In this embodiment, a pin fin hole is provided inside the rear edge 11b of the outer cover 11, and the cooling air from the cold air duct 14 passes through the place where the pin fin hole is provided, and is routed through the air exhaust hole. It is discharged from 6. By providing the pin fins, turbulence occurs in the flow of cooling air, and the trailing edge portion 11b of the jacket 11 can be cooled more effectively.

〔Effect of the invention〕

As described above, according to the present invention, the side wall portion of the outer cover can be efficiently cooled with a small amount of cooling air. Therefore, even if the outside Ω temperature of the blade is high, sufficient cooling can be achieved for all areas of the blade with a small amount of cooling air.

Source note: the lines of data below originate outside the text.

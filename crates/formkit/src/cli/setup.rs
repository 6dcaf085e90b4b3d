//! Process setup shared by every subcommand

use std::path::Path;

use anyhow::{Context, Result};
use formkit_core::Config;

/// Initialize tracing subscriber
///
/// `RUST_LOG` is honored; `verbose` adds a debug directive for the core.
///
/// # Errors
/// Returns an error if a global subscriber is already installed
pub fn init_tracing(verbose: bool) -> Result<()> {
    let level = if verbose {
        tracing::Level::DEBUG
    } else {
        tracing::Level::INFO
    };
    tracing_subscriber::fmt()
        .with_env_filter(
            tracing_subscriber::EnvFilter::from_default_env().add_directive(level.into()),
        )
        .with_writer(std::io::stderr)
        .try_init()
        .map_err(|e| anyhow::anyhow!("Failed to initialize tracing subscriber: {e}"))
}

/// Load layered configuration, honoring `--config`
///
/// # Errors
/// Returns an error if any config layer is unreadable or invalid
pub fn load_config(explicit: Option<&Path>) -> Result<Config> {
    let config = formkit_core::config::load_config(explicit).context("Failed to load config")?;
    tracing::debug!(prefix = %config.ids.prefix, overrides = config.palette.len(), "config loaded");
    Ok(config)
}
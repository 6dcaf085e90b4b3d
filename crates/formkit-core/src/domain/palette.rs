//! Component palette: the default configuration each kind starts with.
//!
//! Palette buttons never construct fields themselves. They ask the palette
//! for a [`FieldSpec`] and hand it to `FormDefinitionStore::add_field`.

#![deny(clippy::unwrap_used)]
#![deny(clippy::expect_used)]
#![deny(clippy::panic)]
#![warn(clippy::pedantic)]
#![forbid(unsafe_code)]

use std::collections::BTreeMap;

use serde::Serialize;
use strum::IntoEnumIterator;

use super::field::{FieldKind, FieldSpec};
use crate::config::{Config, PaletteOverride};
use crate::Result;

const DEFAULT_OPTIONS: [&str; 3] = ["Option 1", "Option 2", "Option 3"];

/// Starting attributes for a newly added field.
#[derive(Debug, Clone, PartialEq, Eq, Serialize)]
pub struct FieldDefaults {
    pub label: String,
    #[serde(skip_serializing_if = "Option::is_none")]
    pub placeholder: Option<String>,
    pub required: bool,
    #[serde(skip_serializing_if = "Option::is_none")]
    pub options: Option<Vec<String>>,
}

impl FieldDefaults {
    fn standard(kind: FieldKind) -> Self {
        let (label, placeholder) = match kind {
            FieldKind::Text => ("Text Input Field", Some("Enter text...")),
            FieldKind::Textarea => ("Text Area Field", Some("Enter your message...")),
            FieldKind::Select => ("Select Field", Some("Select an option")),
            FieldKind::Checkbox => ("Checkbox Field", None),
            FieldKind::Radio => ("Radio Group Field", None),
            FieldKind::Number => ("Number Field", Some("Enter a number")),
            FieldKind::Email => ("Email Field", Some("Enter your email")),
        };

        Self {
            label: label.to_string(),
            placeholder: placeholder.map(String::from),
            required: false,
            options: kind
                .has_options()
                .then(|| DEFAULT_OPTIONS.iter().map(|o| (*o).to_string()).collect()),
        }
    }

    // Callers have already checked the override's options against the kind.
    fn overridden(mut self, patch: &PaletteOverride) -> Self {
        if let Some(label) = &patch.label {
            self.label.clone_from(label);
        }
        if let Some(placeholder) = &patch.placeholder {
            self.placeholder = Some(placeholder.clone());
        }
        if let Some(required) = patch.required {
            self.required = required;
        }
        if let Some(options) = &patch.options {
            self.options = Some(options.clone());
        }
        self
    }
}

/// One palette button.
#[derive(Debug, Clone, PartialEq, Eq, Serialize)]
pub struct PaletteEntry<'a> {
    pub kind: FieldKind,
    pub title: &'static str,
    pub description: &'static str,
    pub defaults: &'a FieldDefaults,
}

/// Kind → default configuration mapping.
#[derive(Debug, Clone, PartialEq, Eq)]
pub struct Palette {
    defaults: BTreeMap<FieldKind, FieldDefaults>,
}

impl Palette {
    /// The built-in defaults.
    #[must_use]
    pub fn standard() -> Self {
        Self {
            defaults: FieldKind::iter()
                .map(|kind| (kind, FieldDefaults::standard(kind)))
                .collect(),
        }
    }

    /// Built-in defaults with the config's `[palette.<kind>]` overrides.
    ///
    /// # Errors
    ///
    /// Returns `Error::InvalidConfig` if an override names an unknown kind
    /// or gives options to a kind without them.
    pub fn from_config(config: &Config) -> Result<Self> {
        let mut palette = Self::standard();
        for (kind, patch) in config.palette_overrides()? {
            let defaults = palette.defaults_for(kind).overridden(patch);
            palette.defaults.insert(kind, defaults);
        }
        Ok(palette)
    }

    /// Defaults for `kind`.
    #[must_use]
    pub fn defaults_for(&self, kind: FieldKind) -> FieldDefaults {
        self.defaults
            .get(&kind)
            .cloned()
            .unwrap_or_else(|| FieldDefaults::standard(kind))
    }

    /// A ready-to-add spec for `kind`.
    #[must_use]
    pub fn spec_for(&self, kind: FieldKind) -> FieldSpec {
        let defaults = self.defaults_for(kind);
        FieldSpec {
            kind,
            label: defaults.label,
            placeholder: defaults.placeholder,
            required: defaults.required,
            options: defaults.options,
            validation: None,
        }
    }

    /// Palette buttons in kind order.
    pub fn entries(&self) -> impl Iterator<Item = PaletteEntry<'_>> {
        self.defaults.iter().map(|(kind, defaults)| PaletteEntry {
            kind: *kind,
            title: kind.display_name(),
            description: kind.description(),
            defaults,
        })
    }
}

impl Default for Palette {
    fn default() -> Self {
        Self::standard()
    }
}
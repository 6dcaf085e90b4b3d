//! Configuration type definitions
//!
//! Pure data holders; behavior lives in `load`, `merge` and `validate`.

use std::collections::BTreeMap;

use serde::{Deserialize, Serialize};

use crate::domain::identifiers::FieldIdGenerator;

// ═══════════════════════════════════════════════════════════════════════════
// MAIN CONFIGURATION
// ═══════════════════════════════════════════════════════════════════════════

/// Root configuration structure
///
/// Loaded from defaults → global → project → env vars
#[derive(Debug, Clone, Default, Serialize, Deserialize, PartialEq, Eq)]
#[serde(default, deny_unknown_fields)]
pub struct Config {
    pub ids: IdConfig,
    /// Keyed by lowercase kind name (`text`, `select`, ...)
    #[serde(skip_serializing_if = "BTreeMap::is_empty")]
    pub palette: BTreeMap<String, PaletteOverride>,
}

// ═══════════════════════════════════════════════════════════════════════════
// NESTED CONFIGURATION STRUCTURES
// ═══════════════════════════════════════════════════════════════════════════

#[derive(Debug, Clone, Serialize, Deserialize, PartialEq, Eq)]
#[serde(default, deny_unknown_fields)]
pub struct IdConfig {
    /// First segment of every minted field id
    pub prefix: String,
}

impl Default for IdConfig {
    fn default() -> Self {
        Self {
            prefix: FieldIdGenerator::DEFAULT_PREFIX.to_string(),
        }
    }
}

/// Per-kind palette defaults; unset members keep the built-in value.
#[derive(Debug, Clone, Default, Serialize, Deserialize, PartialEq, Eq)]
#[serde(default, deny_unknown_fields)]
pub struct PaletteOverride {
    #[serde(skip_serializing_if = "Option::is_none")]
    pub label: Option<String>,
    #[serde(skip_serializing_if = "Option::is_none")]
    pub placeholder: Option<String>,
    #[serde(skip_serializing_if = "Option::is_none")]
    pub required: Option<bool>,
    #[serde(skip_serializing_if = "Option::is_none")]
    pub options: Option<Vec<String>>,
}
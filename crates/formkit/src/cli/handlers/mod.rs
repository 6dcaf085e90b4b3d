use std::path::{Path, PathBuf};

use anyhow::Result;
use clap::ArgMatches;

use super::setup;
use crate::commands::{palette, replay, submit};

pub fn dispatch(matches: &ArgMatches) -> Result<()> {
    setup::init_tracing(matches.get_flag("verbose"))?;
    let config = setup::load_config(matches.get_one::<String>("config").map(Path::new))?;

    match matches.subcommand() {
        Some(("palette", sub_m)) => palette::run(&config, sub_m.get_flag("json")),
        Some(("replay", sub_m)) => replay::run(
            &config,
            &required_path(sub_m, "script")?,
            sub_m.get_flag("json"),
        ),
        Some(("submit", sub_m)) => submit::run(
            &config,
            &required_path(sub_m, "script")?,
            &required_path(sub_m, "submission")?,
        ),
        _ => anyhow::bail!("Unknown command. Run 'formkit --help' for usage."),
    }
}

fn required_path(matches: &ArgMatches, name: &str) -> Result<PathBuf> {
    matches
        .get_one::<String>(name)
        .map(PathBuf::from)
        .ok_or_else(|| anyhow::anyhow!("Missing required argument: {name}"))
}
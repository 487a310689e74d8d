// Plant growth lifecycle: phases and their durations.
//
// A plant moves through six phases in strict order — Sprout, Seedling,
// Vegetative, Budding, Flowering, Ripening — each lasting a whole number of
// virtual days, scaled per plant type by its growth-speed trait. Elapsed
// time past the final phase means the plant is dead, represented as "no
// current phase" (`None`). Only Ripening is harvestable; only a dead plant
// is compostable.

use crate::config::MILLIS_PER_DAY;
use serde::{Deserialize, Serialize};
use std::fmt;

/// One growth phase. Ordering is the lifecycle order.
#[derive(Clone, Copy, Debug, PartialEq, Eq, PartialOrd, Ord, Hash, Serialize, Deserialize)]
pub enum Phase {
    Sprout,
    Seedling,
    Vegetative,
    Budding,
    Flowering,
    Ripening,
}

impl Phase {
    /// Only the Ripening phase can be harvested.
    pub fn is_ripe(self) -> bool {
        self == Phase::Ripening
    }
}

impl fmt::Display for Phase {
    fn fmt(&self, f: &mut fmt::Formatter<'_>) -> fmt::Result {
        let name = match self {
            Phase::Sprout => "Sprout",
            Phase::Seedling => "Seedling",
            Phase::Vegetative => "Vegetative",
            Phase::Budding => "Budding",
            Phase::Flowering => "Flowering",
            Phase::Ripening => "Ripening",
        };
        f.write_str(name)
    }
}

/// Per-phase durations in virtual days, before growth-speed scaling.
#[derive(Clone, Copy, Debug, PartialEq, Eq, Serialize, Deserialize)]
pub struct PhaseDurations {
    pub sprout_days: i64,
    pub seedling_days: i64,
    pub vegetative_days: i64,
    pub budding_days: i64,
    pub flowering_days: i64,
    pub ripening_days: i64,
}

impl Default for PhaseDurations {
    fn default() -> Self {
        Self {
            sprout_days: 7,
            seedling_days: 20,
            vegetative_days: 40,
            budding_days: 7,
            flowering_days: 7,
            ripening_days: 7,
        }
    }
}

impl PhaseDurations {
    fn ordered(&self) -> [(i64, Phase); 6] {
        [
            (self.sprout_days, Phase::Sprout),
            (self.seedling_days, Phase::Seedling),
            (self.vegetative_days, Phase::Vegetative),
            (self.budding_days, Phase::Budding),
            (self.flowering_days, Phase::Flowering),
            (self.ripening_days, Phase::Ripening),
        ]
    }

    fn scaled_millis(days: i64, scale: f32) -> i64 {
        (days as f64 * scale as f64 * MILLIS_PER_DAY as f64) as i64
    }

    /// The phase after `elapsed_millis` of growth, walking the table and
    /// subtracting each phase's scaled duration until the remainder is
    /// non-positive. Exhausting the table means the plant is dead: `None`.
    pub fn phase_at(&self, elapsed_millis: i64, scale: f32) -> Option<Phase> {
        let mut remaining = elapsed_millis;
        for (days, phase) in self.ordered() {
            remaining -= Self::scaled_millis(days, scale);
            if remaining <= 0 {
                return Some(phase);
            }
        }
        None
    }

    /// Total lifetime in virtual milliseconds at the given scale.
    pub fn total_millis(&self, scale: f32) -> i64 {
        self.ordered()
            .iter()
            .map(|(days, _)| Self::scaled_millis(*days, scale))
            .sum()
    }
}

#[cfg(test)]
mod tests {
    use super::*;

    const DAY: i64 = MILLIS_PER_DAY;

    #[test]
    fn phase_walk_in_order() {
        let durations = PhaseDurations::default();
        assert_eq!(durations.phase_at(0, 1.0), Some(Phase::Sprout));
        assert_eq!(durations.phase_at(6 * DAY, 1.0), Some(Phase::Sprout));
        assert_eq!(durations.phase_at(7 * DAY, 1.0), Some(Phase::Sprout));
        assert_eq!(durations.phase_at(7 * DAY + 1, 1.0), Some(Phase::Seedling));
        assert_eq!(durations.phase_at(27 * DAY + 1, 1.0), Some(Phase::Vegetative));
        assert_eq!(durations.phase_at(67 * DAY + 1, 1.0), Some(Phase::Budding));
        assert_eq!(durations.phase_at(74 * DAY + 1, 1.0), Some(Phase::Flowering));
        assert_eq!(durations.phase_at(81 * DAY + 1, 1.0), Some(Phase::Ripening));
    }

    #[test]
    fn exceeding_all_phases_is_dead() {
        let durations = PhaseDurations::default();
        let total = durations.total_millis(1.0);
        assert_eq!(durations.phase_at(total, 1.0), Some(Phase::Ripening));
        assert_eq!(durations.phase_at(total + 1, 1.0), None);
        assert_eq!(durations.phase_at(total * 10, 1.0), None);
    }

    #[test]
    fn growth_scale_shortens_every_phase() {
        let durations = PhaseDurations::default();
        // At half scale the whole lifecycle fits in half the time.
        assert_eq!(durations.total_millis(0.5), durations.total_millis(1.0) / 2);
        // 4 days at half scale is already past the 3.5-day sprout window.
        assert_eq!(durations.phase_at(4 * DAY, 0.5), Some(Phase::Seedling));
    }

    #[test]
    fn only_ripening_is_ripe() {
        assert!(Phase::Ripening.is_ripe());
        for phase in [
            Phase::Sprout,
            Phase::Seedling,
            Phase::Vegetative,
            Phase::Budding,
            Phase::Flowering,
        ] {
            assert!(!phase.is_ripe());
        }
    }
}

[Brief explanation of the drawing]

FIG. 1 is a cross-sectional view showing a first embodiment of a gas turbine according to the present invention, FIG. 2 is a cross-sectional view showing a second embodiment of the present invention, and FIG. 3 is a cross-sectional view showing a second embodiment of the present invention. 4 is a cross-sectional view showing a third embodiment of the present invention, and FIGS. 5 and 6 are partial sectional views showing other embodiments of the present invention.

Claims (1)

[Scope of Claims] 1. A hollow airfoil-shaped outer cover in which a number of protrusions extending in the chord direction are formed on the inner wall surface, and a hollow airfoil-shaped outer cover having a core number of protrusions extending in the chord direction; , a hollow insert having cooling fluid ejection holes bored at the tip toward a turbulent flow chamber formed between the protrusion, the outer sheath, and the insert; In the gas turbine blade in which a cold air duct is formed continuous with the turbulence chamber, an air hole communicating with the cold air duct is formed in the side wall of the insert. gas turbine blades. 2. The gas turbine blade according to claim 1, wherein the air hole formed in the side wall of the insert body is formed toward the inner wall surface of the outer cover. 3. A hollow airfoil-shaped outer cover in which a plurality of protrusions extending in the chord direction are formed on the inner wall surface, and the outer cover is inserted into the outer cover by joining to the protrusions, and the outer cover is attached to the tip portion. and a hollow insert having cooling fluid ejection holes bored toward the turbulent flow chamber formed between the turbulent flow chamber and In a gas turbine blade in which a continuous cold air duct is formed, an air hole communicating with the cold air duct is bored in the side wall of the insert, and a flow rate adjustment part is provided in the cold air duct. Characteristic gas turbine blades. 4. The gas turbine blade according to claim 3, wherein the flow rate adjusting section has a constriction structure that reduces the cross-sectional area of the flow within the cold air duct. 5. The gas turbine blade according to claim 4, wherein the flow rate monitoring section is an Oriais throttle. 6. A hollow airfoil-shaped outer cover in which a plurality of protrusions extending in the chord direction are formed on an inner wall surface; and a hollow insert having cooling fluid ejection holes bored toward the turbulent flow chamber formed between the protrusion, the outer cover, the insert, and the turbulent flow chamber. In a gas turbine blade in which a cold air duct is formed continuously from the insert body, an air hole communicating with the cold air duct is formed in the side wall of the insert, and a flow rate adjustment part is provided in the cold air duct. ,
A gas turbine blade characterized in that a layered cooling air hole communicating with the cold air duct is bored on a side wall surface of the outer cover. 7. The gas turbine blade according to claim 6, wherein the stratified cooling air hole is formed at a position in front of the flow rate adjustment section.